Vers le matin il était devenu tel que M. Margueritte et sa fille, ne pouvant plus dormir, s’étaient levés plus tôt que de coutume, tout en se disant cependant que la tante Tout cha ayant trois lieues à faire pour venir à Condé, n’arriverait pas dès le matin sans doute.

Mais en raisonnant ainsi, M. Margueritte se trompait. C’était mal connaître la tante Tout cha que de croire qu’ayant quelque chose à vendre, elle ne serait pas installée sur le champ de foire avant ses concurrentes.

Dès six heures la sonnette avait retenti et presque aussitôt la grande porte avait roulé lourdement en grinçant sur ses gonds rouillés.

A ce moment, M. Margueritte et Hélène, appelés par la cloche, arrivaient dans la cour; ils virent entrer une carriole découverte, moitié charrette, moitié char à bancs, traînée par une magnifique poulinière aux flancs rebondis suitée de son poulain qu’elle allaitait encore; sur le banc de devant étaient assises la tante Tout cha, le fouet et les guides en main, se carrant à son aise, et près d’elle, se faisant aussi petite que possible, madame Margueritte; derrière elles étaient superposées des grandes cages pleines de jeunes dindes qui, le cou passé à travers les barreaux, piaulaient lamentablement.

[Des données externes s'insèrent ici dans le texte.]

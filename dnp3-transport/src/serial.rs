//! Serial port transport implementation

use crate::stream::{ByteStream, Transport};
use async_trait::async_trait;
use dnp3_core::{LinkError, LinkResult};
use tokio::io::{AsyncReadExt, AsyncWriteExt};
use tokio_serial::{SerialPortBuilderExt, SerialStream};

/// Serial port transport settings
#[derive(Debug, Clone)]
pub struct SerialSettings {
    pub port_name: String,
    pub baud_rate: u32,
    pub data_bits: tokio_serial::DataBits,
    pub stop_bits: tokio_serial::StopBits,
    pub parity: tokio_serial::Parity,
    pub flow_control: tokio_serial::FlowControl,
}

impl SerialSettings {
    /// Create serial settings with 8N1 framing and no flow control
    pub fn new(port_name: String, baud_rate: u32) -> Self {
        Self {
            port_name,
            baud_rate,
            data_bits: tokio_serial::DataBits::Eight,
            stop_bits: tokio_serial::StopBits::One,
            parity: tokio_serial::Parity::None,
            flow_control: tokio_serial::FlowControl::None,
        }
    }
}

/// Serial port transport
#[derive(Debug)]
pub struct SerialTransport {
    stream: Option<SerialStream>,
    settings: SerialSettings,
    closed: bool,
}

impl SerialTransport {
    /// Create a new, unopened serial transport
    pub fn new(settings: SerialSettings) -> Self {
        Self {
            stream: None,
            settings,
            closed: true,
        }
    }

    /// Create a serial transport with port name and baud rate
    pub fn new_simple(port_name: String, baud_rate: u32) -> Self {
        Self::new(SerialSettings::new(port_name, baud_rate))
    }

    fn stream_mut(&mut self) -> LinkResult<&mut SerialStream> {
        self.stream.as_mut().ok_or_else(|| {
            LinkError::Io(std::io::Error::new(
                std::io::ErrorKind::NotConnected,
                "Serial port not open",
            ))
        })
    }
}

#[async_trait]
impl Transport for SerialTransport {
    async fn open(&mut self) -> LinkResult<()> {
        if !self.closed {
            return Err(LinkError::Io(std::io::Error::new(
                std::io::ErrorKind::InvalidInput,
                "Serial port has already been opened",
            )));
        }

        let builder = tokio_serial::new(&self.settings.port_name, self.settings.baud_rate)
            .data_bits(self.settings.data_bits)
            .stop_bits(self.settings.stop_bits)
            .parity(self.settings.parity)
            .flow_control(self.settings.flow_control);

        let stream = builder.open_native_async().map_err(|e| {
            LinkError::Io(std::io::Error::new(
                std::io::ErrorKind::Other,
                format!("Failed to open serial port: {}", e),
            ))
        })?;

        self.stream = Some(stream);
        self.closed = false;
        Ok(())
    }
}

#[async_trait]
impl ByteStream for SerialTransport {
    async fn read(&mut self, buf: &mut [u8]) -> LinkResult<usize> {
        let stream = self.stream_mut()?;
        match stream.read(buf).await {
            Ok(0) => {
                self.closed = true;
                Ok(0)
            }
            Ok(n) => Ok(n),
            Err(e) => {
                self.closed = true;
                Err(e.into())
            }
        }
    }

    async fn write(&mut self, buf: &[u8]) -> LinkResult<usize> {
        let stream = self.stream_mut()?;
        Ok(stream.write(buf).await?)
    }

    async fn flush(&mut self) -> LinkResult<()> {
        let stream = self.stream_mut()?;
        Ok(stream.flush().await?)
    }

    fn is_closed(&self) -> bool {
        self.closed
    }

    async fn close(&mut self) -> LinkResult<()> {
        if let Some(mut stream) = self.stream.take() {
            let _ = stream.flush().await;
        }
        self.closed = true;
        Ok(())
    }
}

#[cfg(test)]
mod tests {
    use super::*;

    #[test]
    fn test_serial_settings() {
        let settings = SerialSettings::new("/dev/ttyUSB0".to_string(), 9600);
        assert_eq!(settings.port_name, "/dev/ttyUSB0");
        assert_eq!(settings.baud_rate, 9600);
        assert_eq!(settings.parity, tokio_serial::Parity::None);
    }
}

–Ho! cria la tante Tout cha.

Et jetant son fouet et les guides à sa belle-sœur, elle descendit de voiture assez légèrement, mais avec précaution cependant pour ne pas salir sa belle robe de stoff couleur bleu de roi contre le marchepied ou la roue.

–Bonjour, mon neveu; bonjour, ma nièce; c’est nous; v’la mon poulain.

La présentation n’était pas inutile, car si M. Margueritte attendait sa mère et sa tante, il n’attendait ni cette carriole, ni ce chargement de dindons, ni le poulain.

Mais sans répondre, il s’occupa à aider sa mère à descendre de voiture.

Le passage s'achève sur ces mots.